Lombardi captures and expresses this really well:
“Think of the incredible love and patience God showed toward Israel over the centuries and, for that matter, continues to show humanity in general and to each of us who call Him Father. Instructing, and advising, warning and correcting, waiting patiently, forgiving and restoring, being there for us – these are they ways that God has displayed His loving character as He has historically engaged in relationship with humanity.”3
When reading Lombardi’s comments on God self-giving and loving ways, I could not help but be reminded of my Mother.
In terms of self-giving qualities, and the characteristics mentioned above, my Mom has exhibited all of those in spades. Not only did she lovingly raise three kids into adulthood, but while doing so she also held down a full-time teaching job, coached numerous track and field athletes and teams, organized and conducted annual school musicals for decades, taught and led in children’s church programs, while hosting family meals, birthday parties, anniversaries and Christmas dinners.
Also, never once did she miss taking her own crew to ongoing rehearsals, practices for sports, shifts for work and visits to both sets of grandparents. Not to mention the fact that we were always on time and properly dressed too! I am exhausted trying to remember and list half of the things that she did do, and I know that I have probably forgotten more than what I can remember.
The point is that my Mother has helped me and countless others understand the loving-nature of God in deep cherishing ways. She taught and cared for all her students with equality, love and compassion every day. She gave countless hours pouring into thousands of lives through music and athletics her entire career. From cheering people across the finish line, to applauding students achieving success, Mom was a place of strength and support for all her ‘children’.
For friends and relatives, Mom served and put together thousands of meals in our home for multiple generations. Neighbours, cousins, aunts and uncles gathered in our home on many occasions and were treated to an endless supply of desserts, food and laughs. Church goers, pastors and travelling guests were often invited to come over for a meal and enjoy a time of fellowship with our family. All who came to the family table were treated like royalty.
I think that the number of people and lives impacted by Mom’s self-giving love may never be fully realized on this side of eternity. And the thing is, she’s still at it today. Even in retirement she continues to find ways to help feed those in need, volunteer hours in local stores and provide care for her neighbours, family and friends. She is and continues to be an example of self-giving love.
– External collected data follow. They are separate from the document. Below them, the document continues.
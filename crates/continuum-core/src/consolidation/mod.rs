//! Sleep-inspired consolidation.
//!
//! Scheduled compression of handoffs (full → summary → quick_ref →
//! integrated), identity-thread consolidation into principles, decision
//! archival, and embedding backfill. Token growth stays bounded; nothing is
//! ever hard-deleted.

mod engine;
mod identity;

pub use engine::{
    ConsolidationConfig, ConsolidationEngine, JobOutcome, TickKind, TickReport,
};
//! Background consolidation scheduler.
//!
//! Three cron schedules (daily, weekly, monthly) drive consolidation ticks
//! across every known tenant. Job leases in the store make overlap with
//! manual `run_consolidation` triggers safe.

use std::str::FromStr;
use std::sync::Arc;

use chrono::{DateTime, Utc};
use cron::Schedule;
use tracing::{info, warn};

use continuum_core::{Engine, TickKind};

use crate::config::ServerConfig;

/// Scheduler over the engine's consolidation ticks
pub struct ConsolidationScheduler {
    engine: Arc<Engine>,
    daily: Schedule,
    weekly: Schedule,
    monthly: Schedule,
}

impl ConsolidationScheduler {
    /// Parse the configured cron expressions
    pub fn from_config(engine: Arc<Engine>, config: &ServerConfig) -> anyhow::Result<Self> {
        Ok(Self {
            engine,
            daily: Schedule::from_str(&config.schedule_daily)
                .map_err(|e| anyhow::anyhow!("bad CONSOLIDATION_SCHEDULE_DAILY: {e}"))?,
            weekly: Schedule::from_str(&config.schedule_weekly)
                .map_err(|e| anyhow::anyhow!("bad CONSOLIDATION_SCHEDULE_WEEKLY: {e}"))?,
            monthly: Schedule::from_str(&config.schedule_monthly)
                .map_err(|e| anyhow::anyhow!("bad CONSOLIDATION_SCHEDULE_MONTHLY: {e}"))?,
        })
    }

    /// The next instant any schedule fires, with every tick due then.
    ///
    /// When schedules coincide, all due ticks run; job leases deduplicate
    /// the shared work.
    fn next_fire(&self, after: DateTime<Utc>) -> Option<(DateTime<Utc>, Vec<TickKind>)> {
        let candidates = [
            (TickKind::Daily, self.daily.after(&after).next()?),
            (TickKind::Weekly, self.weekly.after(&after).next()?),
            (TickKind::Monthly, self.monthly.after(&after).next()?),
        ];
        let earliest = candidates.iter().map(|(_, at)| *at).min()?;
        let due = candidates
            .iter()
            .filter(|(_, at)| *at == earliest)
            .map(|(kind, _)| *kind)
            .collect();
        Some((earliest, due))
    }

    async fn run(self) {
        loop {
            let now = Utc::now();
            let Some((fire_at, due)) = self.next_fire(now) else {
                warn!("consolidation schedules produce no future fire times; scheduler stopping");
                return;
            };
            let wait = (fire_at - now)
                .to_std()
                .unwrap_or(std::time::Duration::from_secs(1));
            tokio::time::sleep(wait).await;

            let tenants = match self.engine.store.tenants() {
                Ok(tenants) => tenants,
                Err(e) => {
                    warn!("could not list tenants for consolidation: {e}");
                    continue;
                }
            };
            for tick in &due {
                for tenant in &tenants {
                    let report = self
                        .engine
                        .consolidation
                        .run_tick(tenant, *tick, Utc::now());
                    info!(
                        tenant,
                        tick = tick.as_str(),
                        jobs = report.jobs.len(),
                        "scheduled consolidation tick finished"
                    );
                }
            }
        }
    }

    /// Spawn the scheduler loop on the runtime
    pub fn spawn(self) -> tokio::task::JoinHandle<()> {
        tokio::spawn(self.run())
    }
}

// ============================================================================
// TESTS
// ============================================================================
Now, don’t kid yourself. She could scare the hair right off of a wooly mammoth if she needed to. Trust me, I’ve tried to mess with her a time or to, or know of others who have attempted to do the same. Momma bears have a reputation for a reason, and my Mom is no different. But all who know Shawna Holtz, know her to be a person of genuine loving-kindness.
I am glad that I know her as my Mom.
Love ya Mom … and thanks for teaching me all about God.